**WORK TO BE COMPLETED:**
Could you give back the listing below exactly, every line included?

*** Opening of RECORDS SHOWN ***

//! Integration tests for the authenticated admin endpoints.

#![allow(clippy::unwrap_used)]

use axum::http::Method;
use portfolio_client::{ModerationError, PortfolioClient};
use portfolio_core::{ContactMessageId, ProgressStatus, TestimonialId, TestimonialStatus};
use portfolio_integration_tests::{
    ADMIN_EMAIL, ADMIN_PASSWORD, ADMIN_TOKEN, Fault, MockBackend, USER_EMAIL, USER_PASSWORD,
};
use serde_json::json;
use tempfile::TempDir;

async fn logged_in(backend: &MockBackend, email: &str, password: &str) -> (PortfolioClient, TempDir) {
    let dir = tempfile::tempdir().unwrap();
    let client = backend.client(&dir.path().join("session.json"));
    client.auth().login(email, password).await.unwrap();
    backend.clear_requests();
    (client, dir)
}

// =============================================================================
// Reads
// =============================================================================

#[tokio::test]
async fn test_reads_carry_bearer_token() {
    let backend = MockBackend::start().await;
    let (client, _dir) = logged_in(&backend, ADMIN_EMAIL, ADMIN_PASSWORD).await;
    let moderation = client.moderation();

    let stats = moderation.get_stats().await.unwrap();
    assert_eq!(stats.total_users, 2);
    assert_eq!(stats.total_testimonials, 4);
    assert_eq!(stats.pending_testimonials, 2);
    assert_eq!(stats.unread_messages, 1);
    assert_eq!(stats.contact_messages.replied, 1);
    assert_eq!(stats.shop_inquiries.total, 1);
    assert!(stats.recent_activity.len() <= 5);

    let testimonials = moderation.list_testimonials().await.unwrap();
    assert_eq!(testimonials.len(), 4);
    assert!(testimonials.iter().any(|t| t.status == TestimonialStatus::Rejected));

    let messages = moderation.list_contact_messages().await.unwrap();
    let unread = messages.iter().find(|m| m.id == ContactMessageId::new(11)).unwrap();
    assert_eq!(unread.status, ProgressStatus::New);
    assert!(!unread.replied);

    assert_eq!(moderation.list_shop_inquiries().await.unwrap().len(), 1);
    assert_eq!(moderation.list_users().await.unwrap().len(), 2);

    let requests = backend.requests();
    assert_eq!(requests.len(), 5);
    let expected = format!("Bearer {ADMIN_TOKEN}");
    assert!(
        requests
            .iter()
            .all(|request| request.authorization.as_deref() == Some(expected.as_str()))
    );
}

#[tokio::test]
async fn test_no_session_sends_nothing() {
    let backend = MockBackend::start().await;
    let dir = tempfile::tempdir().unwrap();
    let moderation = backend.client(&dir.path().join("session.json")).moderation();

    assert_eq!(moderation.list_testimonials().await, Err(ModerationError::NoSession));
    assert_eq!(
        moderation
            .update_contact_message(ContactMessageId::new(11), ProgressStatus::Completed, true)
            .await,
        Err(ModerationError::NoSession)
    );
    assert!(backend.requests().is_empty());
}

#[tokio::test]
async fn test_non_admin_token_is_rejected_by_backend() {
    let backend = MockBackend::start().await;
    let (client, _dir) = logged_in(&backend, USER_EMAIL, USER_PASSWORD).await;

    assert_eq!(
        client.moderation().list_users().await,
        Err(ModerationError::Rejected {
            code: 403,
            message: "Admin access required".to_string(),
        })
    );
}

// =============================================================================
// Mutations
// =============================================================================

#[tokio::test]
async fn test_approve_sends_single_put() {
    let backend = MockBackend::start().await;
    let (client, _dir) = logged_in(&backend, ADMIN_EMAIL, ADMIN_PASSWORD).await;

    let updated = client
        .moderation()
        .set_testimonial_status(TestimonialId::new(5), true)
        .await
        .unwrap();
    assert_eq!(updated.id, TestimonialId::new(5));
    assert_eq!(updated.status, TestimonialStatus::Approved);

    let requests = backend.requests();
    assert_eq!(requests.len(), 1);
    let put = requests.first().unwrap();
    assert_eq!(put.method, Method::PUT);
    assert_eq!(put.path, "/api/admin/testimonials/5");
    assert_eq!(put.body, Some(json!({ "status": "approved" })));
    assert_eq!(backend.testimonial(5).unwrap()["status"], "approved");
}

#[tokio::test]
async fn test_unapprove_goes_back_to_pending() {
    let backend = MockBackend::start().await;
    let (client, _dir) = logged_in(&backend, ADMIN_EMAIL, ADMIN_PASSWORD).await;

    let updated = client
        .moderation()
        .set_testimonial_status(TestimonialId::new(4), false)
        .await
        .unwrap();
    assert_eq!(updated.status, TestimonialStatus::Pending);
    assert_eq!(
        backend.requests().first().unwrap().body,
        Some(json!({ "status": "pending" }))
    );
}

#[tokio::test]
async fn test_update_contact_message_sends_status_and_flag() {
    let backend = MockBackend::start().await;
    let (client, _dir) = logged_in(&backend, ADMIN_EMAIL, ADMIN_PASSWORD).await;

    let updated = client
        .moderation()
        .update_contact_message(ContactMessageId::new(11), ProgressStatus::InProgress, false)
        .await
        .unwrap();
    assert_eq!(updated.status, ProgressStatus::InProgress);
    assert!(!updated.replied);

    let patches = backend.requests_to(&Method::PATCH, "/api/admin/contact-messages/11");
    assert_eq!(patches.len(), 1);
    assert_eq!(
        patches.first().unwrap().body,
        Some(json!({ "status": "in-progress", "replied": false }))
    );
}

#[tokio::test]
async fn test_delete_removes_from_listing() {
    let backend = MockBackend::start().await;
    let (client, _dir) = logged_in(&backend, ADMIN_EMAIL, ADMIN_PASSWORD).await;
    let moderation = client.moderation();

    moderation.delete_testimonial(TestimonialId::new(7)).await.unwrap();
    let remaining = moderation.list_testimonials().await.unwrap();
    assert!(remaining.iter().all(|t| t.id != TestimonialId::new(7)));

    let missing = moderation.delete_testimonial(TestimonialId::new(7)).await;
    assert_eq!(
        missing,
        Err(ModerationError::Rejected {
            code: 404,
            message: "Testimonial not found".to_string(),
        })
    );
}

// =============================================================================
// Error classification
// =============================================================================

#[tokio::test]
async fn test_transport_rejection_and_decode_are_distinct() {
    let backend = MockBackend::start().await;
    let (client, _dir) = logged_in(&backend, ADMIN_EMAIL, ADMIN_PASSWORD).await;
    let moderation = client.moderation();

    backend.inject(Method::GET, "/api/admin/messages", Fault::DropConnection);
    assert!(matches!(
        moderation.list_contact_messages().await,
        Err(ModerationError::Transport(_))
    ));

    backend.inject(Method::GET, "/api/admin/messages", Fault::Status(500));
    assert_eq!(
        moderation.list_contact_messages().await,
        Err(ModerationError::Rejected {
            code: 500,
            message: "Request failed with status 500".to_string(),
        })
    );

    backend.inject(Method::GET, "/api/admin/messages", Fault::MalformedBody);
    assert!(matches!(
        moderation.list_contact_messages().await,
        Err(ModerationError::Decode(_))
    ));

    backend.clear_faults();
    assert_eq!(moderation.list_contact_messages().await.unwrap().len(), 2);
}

*** Close of RECORDS SHOWN ***

**SOLUTION FOR THIS EXERCISE:**
//! Integration tests for the authenticated admin endpoints.

#![allow(clippy::unwrap_used)]

use axum::http::Method;
use portfolio_client::{ModerationError, PortfolioClient};
use portfolio_core::{ContactMessageId, ProgressStatus, TestimonialId, TestimonialStatus};
use portfolio_integration_tests::{
    ADMIN_EMAIL, ADMIN_PASSWORD, ADMIN_TOKEN, Fault, MockBackend, USER_EMAIL, USER_PASSWORD,
};
use serde_json::json;
use tempfile::TempDir;

async fn logged_in(backend: &MockBackend, email: &str, password: &str) -> (PortfolioClient, TempDir) {
    let dir = tempfile::tempdir().unwrap();
    let client = backend.client(&dir.path().join("session.json"));
    client.auth().login(email, password).await.unwrap();
    backend.clear_requests();
    (client, dir)
}

// =============================================================================
// Reads
// =============================================================================

#[tokio::test]
async fn test_reads_carry_bearer_token() {
    let backend = MockBackend::start().await;
    let (client, _dir) = logged_in(&backend, ADMIN_EMAIL, ADMIN_PASSWORD).await;
    let moderation = client.moderation();

    let stats = moderation.get_stats().await.unwrap();
    assert_eq!(stats.total_users, 2);
    assert_eq!(stats.total_testimonials, 4);
    assert_eq!(stats.pending_testimonials, 2);
    assert_eq!(stats.unread_messages, 1);
    assert_eq!(stats.contact_messages.replied, 1);
    assert_eq!(stats.shop_inquiries.total, 1);
    assert!(stats.recent_activity.len() <= 5);

    let testimonials = moderation.list_testimonials().await.unwrap();
    assert_eq!(testimonials.len(), 4);
    assert!(testimonials.iter().any(|t| t.status == TestimonialStatus::Rejected));

    let messages = moderation.list_contact_messages().await.unwrap();
    let unread = messages.iter().find(|m| m.id == ContactMessageId::new(11)).unwrap();
    assert_eq!(unread.status, ProgressStatus::New);
    assert!(!unread.replied);

    assert_eq!(moderation.list_shop_inquiries().await.unwrap().len(), 1);
    assert_eq!(moderation.list_users().await.unwrap().len(), 2);

    let requests = backend.requests();
    assert_eq!(requests.len(), 5);
    let expected = format!("Bearer {ADMIN_TOKEN}");
    assert!(
        requests
            .iter()
            .all(|request| request.authorization.as_deref() == Some(expected.as_str()))
    );
}

#[tokio::test]
async fn test_no_session_sends_nothing() {
    let backend = MockBackend::start().await;
    let dir = tempfile::tempdir().unwrap();
    let moderation = backend.client(&dir.path().join("session.json")).moderation();

    assert_eq!(moderation.list_testimonials().await, Err(ModerationError::NoSession));
    assert_eq!(
        moderation
            .update_contact_message(ContactMessageId::new(11), ProgressStatus::Completed, true)
            .await,
        Err(ModerationError::NoSession)
    );
    assert!(backend.requests().is_empty());
}

#[tokio::test]
async fn test_non_admin_token_is_rejected_by_backend() {
    let backend = MockBackend::start().await;
    let (client, _dir) = logged_in(&backend, USER_EMAIL, USER_PASSWORD).await;

    assert_eq!(
        client.moderation().list_users().await,
        Err(ModerationError::Rejected {
            code: 403,
            message: "Admin access required".to_string(),
        })
    );
}

// =============================================================================
// Mutations
// =============================================================================

#[tokio::test]
async fn test_approve_sends_single_put() {
    let backend = MockBackend::start().await;
    let (client, _dir) = logged_in(&backend, ADMIN_EMAIL, ADMIN_PASSWORD).await;

    let updated = client
        .moderation()
        .set_testimonial_status(TestimonialId::new(5), true)
        .await
        .unwrap();
    assert_eq!(updated.id, TestimonialId::new(5));
    assert_eq!(updated.status, TestimonialStatus::Approved);

    let requests = backend.requests();
    assert_eq!(requests.len(), 1);
    let put = requests.first().unwrap();
    assert_eq!(put.method, Method::PUT);
    assert_eq!(put.path, "/api/admin/testimonials/5");
    assert_eq!(put.body, Some(json!({ "status": "approved" })));
    assert_eq!(backend.testimonial(5).unwrap()["status"], "approved");
}

#[tokio::test]
async fn test_unapprove_goes_back_to_pending() {
    let backend = MockBackend::start().await;
    let (client, _dir) = logged_in(&backend, ADMIN_EMAIL, ADMIN_PASSWORD).await;

    let updated = client
        .moderation()
        .set_testimonial_status(TestimonialId::new(4), false)
        .await
        .unwrap();
    assert_eq!(updated.status, TestimonialStatus::Pending);
    assert_eq!(
        backend.requests().first().unwrap().body,
        Some(json!({ "status": "pending" }))
    );
}

#[tokio::test]
async fn test_update_contact_message_sends_status_and_flag() {
    let backend = MockBackend::start().await;
    let (client, _dir) = logged_in(&backend, ADMIN_EMAIL, ADMIN_PASSWORD).await;

    let updated = client
        .moderation()
        .update_contact_message(ContactMessageId::new(11), ProgressStatus::InProgress, false)
        .await
        .unwrap();
    assert_eq!(updated.status, ProgressStatus::InProgress);
    assert!(!updated.replied);

    let patches = backend.requests_to(&Method::PATCH, "/api/admin/contact-messages/11");
    assert_eq!(patches.len(), 1);
    assert_eq!(
        patches.first().unwrap().body,
        Some(json!({ "status": "in-progress", "replied": false }))
    );
}

#[tokio::test]
async fn test_delete_removes_from_listing() {
    let backend = MockBackend::start().await;
    let (client, _dir) = logged_in(&backend, ADMIN_EMAIL, ADMIN_PASSWORD).await;
    let moderation = client.moderation();

    moderation.delete_testimonial(TestimonialId::new(7)).await.unwrap();
    let remaining = moderation.list_testimonials().await.unwrap();
    assert!(remaining.iter().all(|t| t.id != TestimonialId::new(7)));

    let missing = moderation.delete_testimonial(TestimonialId::new(7)).await;
    assert_eq!(
        missing,
        Err(ModerationError::Rejected {
            code: 404,
            message: "Testimonial not found".to_string(),
        })
    );
}

// =============================================================================
// Error classification
// =============================================================================

#[tokio::test]
async fn test_transport_rejection_and_decode_are_distinct() {
    let backend = MockBackend::start().await;
    let (client, _dir) = logged_in(&backend, ADMIN_EMAIL, ADMIN_PASSWORD).await;
    let moderation = client.moderation();

    backend.inject(Method::GET, "/api/admin/messages", Fault::DropConnection);
    assert!(matches!(
        moderation.list_contact_messages().await,
        Err(ModerationError::Transport(_))
    ));

    backend.inject(Method::GET, "/api/admin/messages", Fault::Status(500));
    assert_eq!(
        moderation.list_contact_messages().await,
        Err(ModerationError::Rejected {
            code: 500,
            message: "Request failed with status 500".to_string(),
        })
    );

    backend.inject(Method::GET, "/api/admin/messages", Fault::MalformedBody);
    assert!(matches!(
        moderation.list_contact_messages().await,
        Err(ModerationError::Decode(_))
    ));

    backend.clear_faults();
    assert_eq!(moderation.list_contact_messages().await.unwrap().len(), 2);
}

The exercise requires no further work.